I have had a similar experience. I previously had very few boundaries, allowing myself to be poorly treated and abused by others, scared to say no or really think about where my boundaries were. I had a traumatic birth experience, PND/PNA and a lot of therapy. Many close to me were utterly awful and unsupportive given that I had nearly lost my newborn. Other friends i hadnt been as close to before were fantastic. I learnt to trust my gut on what my boundaries were and assert them firmly and without much explanation. My parents have adjusted quite well and reflected on my birth trauma (and there part in my twatish and dismissive) and we've found a more respectful normal. PIL havent so I have created more and more distance. I often get comments like 'PIL wont like that' 'how will PIL feel' but I honestly dont care. People who have quite narc traits and push boundaries all the time dont care how I feel. They dont lose sleep over my feelings or hurt so why should I carry all that guilt. If people are rude and mean then the natural consequence is that people dont want to spend time with them! It probably helped that I go to a fuck it I just dont care anymore point.
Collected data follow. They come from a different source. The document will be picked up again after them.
#[cfg(test)]
mod tests {
    use super::*;
    use crate::{
        ecs::Registry,
        gpu::{
            headless::{DeviceCall, HeadlessConfig, HeadlessDevice},
            Device, RenderPassDesc,
        },
    };

    struct Fixture {
        textures: Arc<TextureRegistry>,
        registry: Arc<Registry>,
        commands: Arc<CommandManager>,
        context: RenderContext,
        device: Arc<HeadlessDevice>,
    }

    fn fixture(max_anisotropy: Option<f32>) -> Fixture {
        let (context, device) = RenderContext::headless(HeadlessConfig::default());
        let registry = Arc::new(
            Registry::with_context(context.dispatcher.clone(), context.device.clone()).unwrap(),
        );
        let commands = CommandManager::new(context.clone()).unwrap();
        let buffers =
            BufferManager::new(context.clone(), registry.clone(), commands.clone()).unwrap();
        let textures =
            TextureRegistry::new(context.clone(), commands.clone(), buffers, max_anisotropy)
                .unwrap();
        Fixture {
            textures,
            registry,
            commands,
            context,
            device,
        }
    }

    /// Publishes a minimal offscreen pipeline, returning the texture array's descriptor set.
    fn init_offscreen(fixture: &Fixture) -> DescriptorSet {
        let device = &fixture.device;
        let render_pass = device
            .create_render_pass(&RenderPassDesc {
                label: "offscreen",
                color_format: Format::R16G16B16A16Sfloat,
                final_layout: ImageLayout::ShaderReadOnlyOptimal,
            })
            .unwrap();
        let pipeline = device.create_pipeline(render_pass).unwrap();
        let pool = device.create_descriptor_pool(1, MAX_TEXTURES).unwrap();
        let set = device.allocate_descriptor_set(pool, MAX_TEXTURES).unwrap();

        fixture.context.dispatcher.dispatch(&InitOffscreenPipeline {
            render_pass,
            pipeline,
            offscreen_images: Vec::new(),
            offscreen_image_views: Vec::new(),
            offscreen_samplers: Vec::new(),
            framebuffers: Vec::new(),
            tex_array_descriptor_set: set,
        });
        set
    }

    /// Writes a small image into a directory unique to the calling test.
    fn write_image(test: &str, file: &str, color: [u8; 4]) -> PathBuf {
        let dir = std::env::temp_dir().join(format!("orrery-{test}-{}", std::process::id()));
        std::fs::create_dir_all(&dir).unwrap();
        let path = dir.join(file);
        image::RgbaImage::from_pixel(2, 2, image::Rgba(color))
            .save(&path)
            .unwrap();
        path
    }

    fn descriptor_writes(device: &HeadlessDevice, element: u32) -> usize {
        device
            .calls()
            .iter()
            .filter(|call| match call {
                DeviceCall::DescriptorWrite { array_element, .. } => *array_element == element,
                _ => false,
            })
            .count()
    }

    #[test]
    pub fn deferred_textures_upload_on_pipeline_init() {
        let fixture = fixture(None);
        let earth = write_image("deferred", "earth.png", [0, 0, 255, 255]);

        let index = fixture
            .textures
            .create_indexed_texture(&earth, Format::R8G8B8A8Srgb, 4)
            .unwrap();
        assert_eq!(index, 0);
        assert_eq!(fixture.textures.texture_count(), 1);
        assert_eq!(fixture.textures.texture(0), None);
        assert_eq!(fixture.textures.deferred_count(), 1);

        let set = init_offscreen(&fixture);
        let texture = fixture.textures.texture(0).unwrap();
        assert_eq!(fixture.device.descriptor(set, 0), Some(texture.descriptor_info()));
        assert_eq!(descriptor_writes(&fixture.device, 0), 1);
        assert_eq!(fixture.textures.deferred_count(), 0);

        assert_eq!(
            fixture.device.image_layout(texture.image),
            Some(ImageLayout::ShaderReadOnlyOptimal)
        );
        assert_eq!(
            fixture.device.image_data(texture.image).unwrap(),
            [0u8, 0, 255, 255].repeat(4)
        );
    }

    #[test]
    pub fn same_path_same_index() {
        let fixture = fixture(None);
        init_offscreen(&fixture);
        let a = write_image("idempotence", "a.png", [10, 20, 30, 255]);
        let b = write_image("idempotence", "b.png", [40, 50, 60, 255]);

        let textures = &fixture.textures;
        let first = textures.create_indexed_texture(&a, Format::Undefined, 4).unwrap();
        let second = textures.create_indexed_texture(&b, Format::B8G8R8A8Unorm, 4).unwrap();
        let again = textures.create_indexed_texture(&a, Format::R8Unorm, 1).unwrap();

        assert_eq!((first, second, again), (0, 1, 0));
        assert_eq!(textures.texture_count(), 2);
        assert_eq!(fixture.device.live_count("Image"), 2);

        // Undefined picks the preferred surface format
        let texture = textures.texture(0).unwrap();
        assert_eq!(texture.format, Format::R8G8B8A8Srgb);
        assert_eq!(fixture.device.image_data(texture.image).unwrap()[..4], [10, 20, 30, 255]);

        let texture = textures.texture(1).unwrap();
        assert_eq!(fixture.device.image_data(texture.image).unwrap()[..4], [60, 50, 40, 255]);
    }

    #[test]
    pub fn equal_samplers_are_shared() {
        let fixture = fixture(None);
        init_offscreen(&fixture);
        let a = write_image("samplers", "a.png", [255; 4]);
        let b = write_image("samplers", "b.png", [0; 4]);

        fixture.textures.create_indexed_texture(&a, Format::R8G8B8A8Srgb, 4).unwrap();
        fixture.textures.create_indexed_texture(&b, Format::R8G8B8A8Srgb, 4).unwrap();

        assert_eq!(fixture.device.live_count("Sampler"), 1);
        assert_eq!(fixture.textures.sampler_cache_size(), 1);
        let (a, b) = (
            fixture.textures.texture(0).unwrap(),
            fixture.textures.texture(1).unwrap(),
        );
        assert_eq!(a.sampler, b.sampler);
        assert_eq!(a.sampler_hash, b.sampler_hash);

        let mut nearest = default_sampler_desc();
        nearest.mag_filter = Filter::Nearest;
        let (sampler, hash) = fixture.textures.create_sampler(&nearest).unwrap();
        assert_ne!(sampler, a.sampler);
        assert_ne!(hash, a.sampler_hash);
        assert_eq!(fixture.textures.sampler_cache_size(), 2);
    }

    #[test]
    pub fn anisotropy_resolves_to_the_limit() {
        let fixture = fixture(Some(64.0));
        let (sampler, _) = fixture.textures.create_sampler(&default_sampler_desc()).unwrap();
        let desc = fixture.device.sampler_desc(sampler).unwrap();
        assert_eq!(desc.max_anisotropy, OrderedFloat(16.0));

        let fixture = self::fixture(Some(4.0));
        let (sampler, _) = fixture.textures.create_sampler(&default_sampler_desc()).unwrap();
        let desc = fixture.device.sampler_desc(sampler).unwrap();
        assert_eq!(desc.max_anisotropy, OrderedFloat(4.0));
    }

    #[test]
    pub fn single_channel_textures_are_r8() {
        let fixture = fixture(None);
        let path = write_image("single-channel", "mask.png", [200, 200, 200, 255]);
        let texture = fixture
            .textures
            .create_independent_texture(&path, Format::R8G8B8A8Srgb, 1)
            .unwrap();

        assert_eq!(texture.format, Format::R8Unorm);
        assert_eq!(fixture.device.image_data(texture.image).unwrap(), vec![200; 4]);
        // Independent textures don't take array slots
        assert_eq!(fixture.textures.texture_count(), 0);
        // Nor does the staging buffer outlive the upload
        assert_eq!(fixture.device.live_count("Buffer"), 0);
    }

    #[test]
    pub fn bad_files_are_reported() {
        let fixture = fixture(None);
        init_offscreen(&fixture);

        let text = std::env::temp_dir().join("orrery-notes.txt");
        assert!(matches!(
            fixture.textures.create_independent_texture(&text, Format::Undefined, 4),
            Err(RenderError::UnsupportedTextureFormat(_))
        ));

        let missing = std::env::temp_dir().join("orrery-does-not-exist.png");
        assert!(matches!(
            fixture.textures.create_indexed_texture(&missing, Format::Undefined, 4),
            Err(RenderError::TextureLoadFailed { .. })
        ));
        // The slot is still taken, so later indices stay stable
        assert_eq!(fixture.textures.index_of(&missing), Some(0));
        assert_eq!(fixture.textures.texture(0), None);
    }

    #[test]
    pub fn array_capacity_is_enforced() {
        let fixture = fixture(None);
        for i in 0..MAX_TEXTURES {
            let index = fixture
                .textures
                .create_indexed_texture(format!("texture-{i}.png"), Format::Undefined, 4)
                .unwrap();
            assert_eq!(index, i);
        }

        assert!(matches!(
            fixture
                .textures
                .create_indexed_texture("one-too-many.png", Format::Undefined, 4),
            Err(RenderError::TextureArrayFull(MAX_TEXTURES))
        ));
        // Known paths still resolve
        assert_eq!(
            fixture
                .textures
                .create_indexed_texture("texture-3.png", Format::Undefined, 4)
                .unwrap(),
            3
        );
    }

    #[test]
    pub fn registry_resets_free_the_array() {
        let fixture = fixture(None);
        init_offscreen(&fixture);
        let earth = write_image("reset", "earth.png", [0, 0, 255, 255]);
        let moon = write_image("reset", "moon.png", [128, 128, 128, 255]);

        let textures = &fixture.textures;
        textures.create_indexed_texture(&earth, Format::R8G8B8A8Srgb, 4).unwrap();
        textures.create_indexed_texture(&moon, Format::R8G8B8A8Srgb, 4).unwrap();
        assert_eq!(fixture.device.live_count("Image"), 2);

        fixture.registry.clear().unwrap();
        assert_eq!(textures.texture_count(), 0);
        assert_eq!(textures.index_of(&earth), None);
        assert_eq!(fixture.device.live_count("Image"), 0);
        assert_eq!(fixture.device.live_count("ImageView"), 0);
        // Samplers aren't tied to a scene
        assert_eq!(textures.sampler_cache_size(), 1);
        assert_eq!(fixture.device.live_count("Sampler"), 1);

        // Slots are handed out from the start again
        assert_eq!(textures.create_indexed_texture(&moon, Format::R8G8B8A8Srgb, 4).unwrap(), 0);
        assert_eq!(fixture.device.live_count("Image"), 1);
    }

    #[test]
    pub fn worker_uploads_become_secondary_buffers() {
        let fixture = fixture(None);
        init_offscreen(&fixture);
        let path = write_image("worker", "moon.png", [128, 128, 128, 255]);
        let submits_before = fixture.device.submit_count();

        let index = thread::scope(|scope| {
            scope
                .spawn(|| {
                    fixture
                        .textures
                        .create_indexed_texture(&path, Format::R8G8B8A8Unorm, 4)
                })
                .join()
                .unwrap()
        })
        .unwrap();

        assert_eq!(index, 0);
        assert_eq!(fixture.device.submit_count(), submits_before);
        assert_eq!(fixture.commands.pending_secondary_buffers(), [1, 0, 0]);

        // Not executed yet, the next primary recording takes care of that
        let texture = fixture.textures.texture(0).unwrap();
        assert_eq!(
            fixture.device.image_layout(texture.image),
            Some(ImageLayout::Undefined)
        );
    }

    #[test]
    pub fn unsupported_transitions_fail() {
        let fixture = fixture(None);
        let config = SingleUseConfig::builder().auto_submit(false).build().unwrap();
        let single = fixture.commands.begin_single_use(&config).unwrap();
        let (image, _, _) = fixture
            .textures
            .create_image(Extent2D::new(1, 1), Format::R8Unorm)
            .unwrap();

        assert!(matches!(
            fixture.textures.transition_image_layout(
                single.buffer,
                image,
                ImageLayout::ShaderReadOnlyOptimal,
                ImageLayout::PresentSrc,
            ),
            Err(RenderError::UnsupportedLayoutTransition { .. })
        ));
    }
}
Faith50 Sun 10-May-20 10:44:39

Jijjj Yes, people will see you as fair game. It is our job to show them we are not. No matter how many times we must push back.

Buttery People do not expect you to change. They liked the old you as it brought benefit to them. Accepting the new you will mean accepting you will not live up to meet their expectations.

Atthefoot A few years agoan acquaintance asked for a favour which would have been ongoing and eventually a burden. I said no and saw her withdraw from me instantly. She has never been the same with me since - this showed me who she was.

Blackcat I agree that those who choose to push boundaries do not consider your feelings. They are soley concentrated on their own needs being met.